= Problem description =
Search the entries below for "usize", and copy each line where it appears.

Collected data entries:
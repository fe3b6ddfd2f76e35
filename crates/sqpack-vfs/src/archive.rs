//! Access to the index and dat files of a game directory

use crate::{Result, VfsError};
use dashmap::DashMap;
use memmap2::{Mmap, MmapOptions};
use parking_lot::Mutex;
use sqpack_formats::{IndexFile, IndexId, PackedFileHeader, Platform, ReadAt};
use std::collections::{BTreeMap, BTreeSet};
use std::fs::File;
use std::io::{self, Read, Seek, SeekFrom};
use std::path::{Path, PathBuf};
use std::sync::{Arc, Weak};
use tracing::{debug, info, warn};

enum Backing {
    Mapped(Mmap),
    File(Mutex<File>),
}

/// An open `.datN` file, memory-mapped when possible
pub struct DatFile {
    path: PathBuf,
    size: u64,
    backing: Backing,
}

impl DatFile {
    /// Open a dat file for reading
    pub fn open(path: &Path) -> Result<Self> {
        let file = File::open(path)?;
        let size = file.metadata()?.len();

        debug!("Opening dat: {:?} (size: {} bytes)", path, size);

        let mapped = if size > 0 {
            #[allow(unsafe_code)]
            match unsafe { MmapOptions::new().map(&file) } {
                Ok(mmap) => Some(mmap),
                Err(e) => {
                    debug!("Failed to memory-map dat, using file reader: {}", e);
                    None
                }
            }
        } else {
            None
        };

        let backing = match mapped {
            Some(mmap) => Backing::Mapped(mmap),
            None => Backing::File(Mutex::new(file)),
        };

        Ok(Self {
            path: path.to_path_buf(),
            size,
            backing,
        })
    }

    /// Location on disk
    pub fn path(&self) -> &Path {
        &self.path
    }

    /// Whether reads go through a memory map
    pub const fn is_mapped(&self) -> bool {
        matches!(self.backing, Backing::Mapped(_))
    }
}

impl ReadAt for DatFile {
    fn read_exact_at(&self, offset: u64, buf: &mut [u8]) -> io::Result<()> {
        match &self.backing {
            Backing::Mapped(mmap) => mmap[..].read_exact_at(offset, buf),
            Backing::File(file) => {
                let mut file = file.lock();
                file.seek(SeekFrom::Start(offset))?;
                file.read_exact(buf)
            }
        }
    }

    fn size(&self) -> u64 {
        self.size
    }
}

/// Index sets available in a game directory, with lazily loaded indexes
/// and shared dat handles
pub struct GameData {
    game_path: PathBuf,
    platform: Platform,
    available: BTreeSet<IndexId>,
    indexes: DashMap<IndexId, Arc<IndexFile>>,
    dats: DashMap<PathBuf, Weak<DatFile>>,
}

impl GameData {
    /// Scan `sqpack/*/` under `game_path` for `*.{platform}.index` files
    pub fn discover(game_path: &Path, platform: Platform) -> Result<Self> {
        let sqpack = game_path.join("sqpack");
        if !sqpack.is_dir() {
            return Err(VfsError::Io(io::Error::new(
                io::ErrorKind::NotFound,
                format!("no sqpack directory under {}", game_path.display()),
            )));
        }

        let suffix = format!(".{}.index", platform.as_str());
        let mut available = BTreeSet::new();

        for dir in std::fs::read_dir(&sqpack)? {
            let dir = dir?;
            if !dir.file_type()?.is_dir() {
                continue;
            }
            let dir_name = dir.file_name().to_string_lossy().into_owned();

            for entry in std::fs::read_dir(dir.path())? {
                let name = entry?.file_name().to_string_lossy().into_owned();
                let Some(stem) = name.strip_suffix(&suffix) else {
                    continue;
                };
                match IndexId::from_hex(stem) {
                    Some(id) if id.expansion_dir() == dir_name => {
                        available.insert(id);
                    }
                    _ => warn!("Skipping unexpected index file {}/{}", dir_name, name),
                }
            }
        }

        info!(
            "Discovered {} index sets under {}",
            available.len(),
            sqpack.display()
        );

        Ok(Self {
            game_path: game_path.to_path_buf(),
            platform,
            available,
            indexes: DashMap::new(),
            dats: DashMap::new(),
        })
    }

    /// Game directory
    pub fn game_path(&self) -> &Path {
        &self.game_path
    }

    /// Platform used in file names
    pub const fn platform(&self) -> Platform {
        self.platform
    }

    /// All discovered index ids, ascending
    pub fn index_ids(&self) -> impl Iterator<Item = IndexId> + '_ {
        self.available.iter().copied()
    }

    /// Whether an index set exists
    pub fn has_index(&self, id: IndexId) -> bool {
        self.available.contains(&id)
    }

    /// Discovered index ids grouped by category id
    pub fn categories(&self) -> BTreeMap<u8, Vec<IndexId>> {
        let mut categories: BTreeMap<u8, Vec<IndexId>> = BTreeMap::new();
        for id in &self.available {
            categories.entry(id.category()).or_default().push(*id);
        }
        categories
    }

    fn set_dir(&self, id: IndexId) -> PathBuf {
        self.game_path.join("sqpack").join(id.expansion_dir())
    }

    /// Path of the `.index` file of a set
    pub fn index_path(&self, id: IndexId) -> PathBuf {
        self.set_dir(id).join(id.index_file_name(self.platform))
    }

    /// Path of a `.datN` file of a set
    pub fn dat_path(&self, id: IndexId, data_file_id: u8) -> PathBuf {
        self.set_dir(id).join(id.dat_file_name(self.platform, data_file_id))
    }

    /// Parsed index of a set, loaded on first use
    pub fn index(&self, id: IndexId) -> Result<Arc<IndexFile>> {
        if !self.has_index(id) {
            return Err(VfsError::IndexNotFound(id));
        }
        if let Some(index) = self.indexes.get(&id) {
            return Ok(Arc::clone(index.value()));
        }

        let parsed = Arc::new(IndexFile::open(&self.index_path(id))?);
        let index = self.indexes.entry(id).or_insert(parsed);
        Ok(Arc::clone(index.value()))
    }

    /// Open a dat file, reusing a handle that is still alive elsewhere
    pub fn open_dat(&self, id: IndexId, data_file_id: u8) -> Result<Arc<DatFile>> {
        let path = self.dat_path(id, data_file_id);
        if let Some(dat) = self.dats.get(&path).and_then(|weak| weak.upgrade()) {
            return Ok(dat);
        }

        let dat = Arc::new(DatFile::open(&path)?);
        self.dats.insert(path, Arc::downgrade(&dat));
        Ok(dat)
    }

    /// Read the packed-file header of an entry
    pub fn packed_header(&self, id: IndexId, data_file_id: u8, offset: u64) -> Result<PackedFileHeader> {
        let dat = self.open_dat(id, data_file_id)?;
        Ok(PackedFileHeader::read_from(dat.as_ref(), offset)?)
    }

    /// Number of dat handles currently alive
    pub fn open_dat_count(&self) -> usize {
        self.dats.iter().filter(|weak| weak.strong_count() > 0).count()
    }
}
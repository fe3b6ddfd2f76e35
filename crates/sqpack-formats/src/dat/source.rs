//! Positional byte sources backing packed file streams

use std::io;
use std::sync::Arc;

/// Random-access, position-free reads from a dat file or an in-memory copy.
///
/// Reads never move a shared cursor, so one source can back any number of
/// independent streams.
pub trait ReadAt {
    /// Fill `buf` from `offset`. A short source is an `UnexpectedEof` error.
    fn read_exact_at(&self, offset: u64, buf: &mut [u8]) -> io::Result<()>;

    /// Total size in bytes
    fn size(&self) -> u64;
}

impl ReadAt for [u8] {
    fn read_exact_at(&self, offset: u64, buf: &mut [u8]) -> io::Result<()> {
        let start = usize::try_from(offset)
            .map_err(|_| io::Error::new(io::ErrorKind::UnexpectedEof, "offset beyond source"))?;
        let end = start.checked_add(buf.len()).filter(|&end| end <= self.len()).ok_or_else(|| {
            io::Error::new(
                io::ErrorKind::UnexpectedEof,
                format!(
                    "read of {} bytes at 0x{offset:X} exceeds source size 0x{:X}",
                    buf.len(),
                    self.len()
                ),
            )
        })?;
        buf.copy_from_slice(&self[start..end]);
        Ok(())
    }

    fn size(&self) -> u64 {
        self.len() as u64
    }
}

impl ReadAt for Vec<u8> {
    fn read_exact_at(&self, offset: u64, buf: &mut [u8]) -> io::Result<()> {
        self.as_slice().read_exact_at(offset, buf)
    }

    fn size(&self) -> u64 {
        self.len() as u64
    }
}

impl<T: ReadAt + ?Sized> ReadAt for Arc<T> {
    fn read_exact_at(&self, offset: u64, buf: &mut [u8]) -> io::Result<()> {
        (**self).read_exact_at(offset, buf)
    }

    fn size(&self) -> u64 {
        (**self).size()
    }
}

impl<T: ReadAt + ?Sized> ReadAt for &T {
    fn read_exact_at(&self, offset: u64, buf: &mut [u8]) -> io::Result<()> {
        (**self).read_exact_at(offset, buf)
    }

    fn size(&self) -> u64 {
        (**self).size()
    }
}

#[cfg(test)]
#[allow(clippy::unwrap_used)]
mod tests {
    use super::*;

    #[test]
    fn test_slice_read() {
        let data = vec![1u8, 2, 3, 4, 5];
        let mut buf = [0u8; 3];
        data.read_exact_at(1, &mut buf).unwrap();
        assert_eq!(buf, [2, 3, 4]);
    }

    #[test]
    fn test_short_read_is_eof() {
        let data = vec![1u8, 2, 3];
        let mut buf = [0u8; 4];
        let err = data.read_exact_at(0, &mut buf).unwrap_err();
        assert_eq!(err.kind(), io::ErrorKind::UnexpectedEof);

        let err = data.read_exact_at(u64::MAX, &mut buf[..1]).unwrap_err();
        assert_eq!(err.kind(), io::ErrorKind::UnexpectedEof);
    }
}
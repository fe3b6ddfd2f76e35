//! Configuration for the virtual filesystem

use crate::{Result, VfsError};
use serde::{Deserialize, Serialize};
use sqpack_formats::Platform;
use std::path::{Path, PathBuf};
use std::time::Duration;

/// Configuration for opening an archive
#[derive(Debug, Clone, PartialEq, Eq, Serialize, Deserialize)]
#[serde(default)]
pub struct VfsConfig {
    /// Game directory (the one containing `sqpack/`)
    pub game_path: PathBuf,

    /// Platform suffix of index and dat file names
    pub platform: Platform,

    /// Compressed hash database cache; names fall back to hashes when unset
    pub hash_db_cache: Option<PathBuf>,

    /// Number of open file bindings kept by the lookup cache
    pub lookup_cache_capacity: usize,

    /// Default worker count for searches
    pub search_threads: usize,

    /// Default time budget for matching a single entry during search
    pub search_entry_timeout: Duration,
}

impl Default for VfsConfig {
    fn default() -> Self {
        Self {
            game_path: PathBuf::from("./game"),
            platform: Platform::Win32,
            hash_db_cache: None,
            lookup_cache_capacity: 128,
            search_threads: 4,
            search_entry_timeout: Duration::from_millis(100),
        }
    }
}

impl VfsConfig {
    /// Create a new configuration for the specified game directory
    pub fn new<P: AsRef<Path>>(game_path: P) -> Self {
        Self {
            game_path: game_path.as_ref().to_path_buf(),
            ..Default::default()
        }
    }

    /// Load a configuration from a JSON file; missing fields take defaults
    pub fn from_json_file<P: AsRef<Path>>(path: P) -> Result<Self> {
        let text = std::fs::read_to_string(path.as_ref())?;
        let config: Self = serde_json::from_str(&text)
            .map_err(|e| VfsError::Config(format!("{}: {e}", path.as_ref().display())))?;
        config.validate()?;
        Ok(config)
    }

    /// Set the platform
    #[must_use]
    pub const fn with_platform(mut self, platform: Platform) -> Self {
        self.platform = platform;
        self
    }

    /// Set the hash database cache location
    #[must_use]
    pub fn with_hash_db_cache<P: AsRef<Path>>(mut self, path: P) -> Self {
        self.hash_db_cache = Some(path.as_ref().to_path_buf());
        self
    }

    /// Set the lookup cache capacity
    #[must_use]
    pub const fn with_lookup_cache_capacity(mut self, capacity: usize) -> Self {
        self.lookup_cache_capacity = capacity;
        self
    }

    /// Set the default search worker count
    #[must_use]
    pub const fn with_search_threads(mut self, threads: usize) -> Self {
        self.search_threads = threads;
        self
    }

    /// Set the default per-entry search timeout
    #[must_use]
    pub const fn with_search_entry_timeout(mut self, timeout: Duration) -> Self {
        self.search_entry_timeout = timeout;
        self
    }

    /// Reject values the filesystem cannot run with
    pub fn validate(&self) -> Result<()> {
        if self.lookup_cache_capacity == 0 {
            return Err(VfsError::Config(
                "lookup_cache_capacity must be greater than zero".to_string(),
            ));
        }
        if self.search_threads == 0 {
            return Err(VfsError::Config(
                "search_threads must be greater than zero".to_string(),
            ));
        }
        Ok(())
    }
}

= Exercise result =
    pub fn open_dat_count(&self) -> usize {
        let start = usize::try_from(offset)
    pub lookup_cache_capacity: usize,
    pub search_threads: usize,
    pub const fn with_lookup_cache_capacity(mut self, capacity: usize) -> Self {
    pub const fn with_search_threads(mut self, threads: usize) -> Self {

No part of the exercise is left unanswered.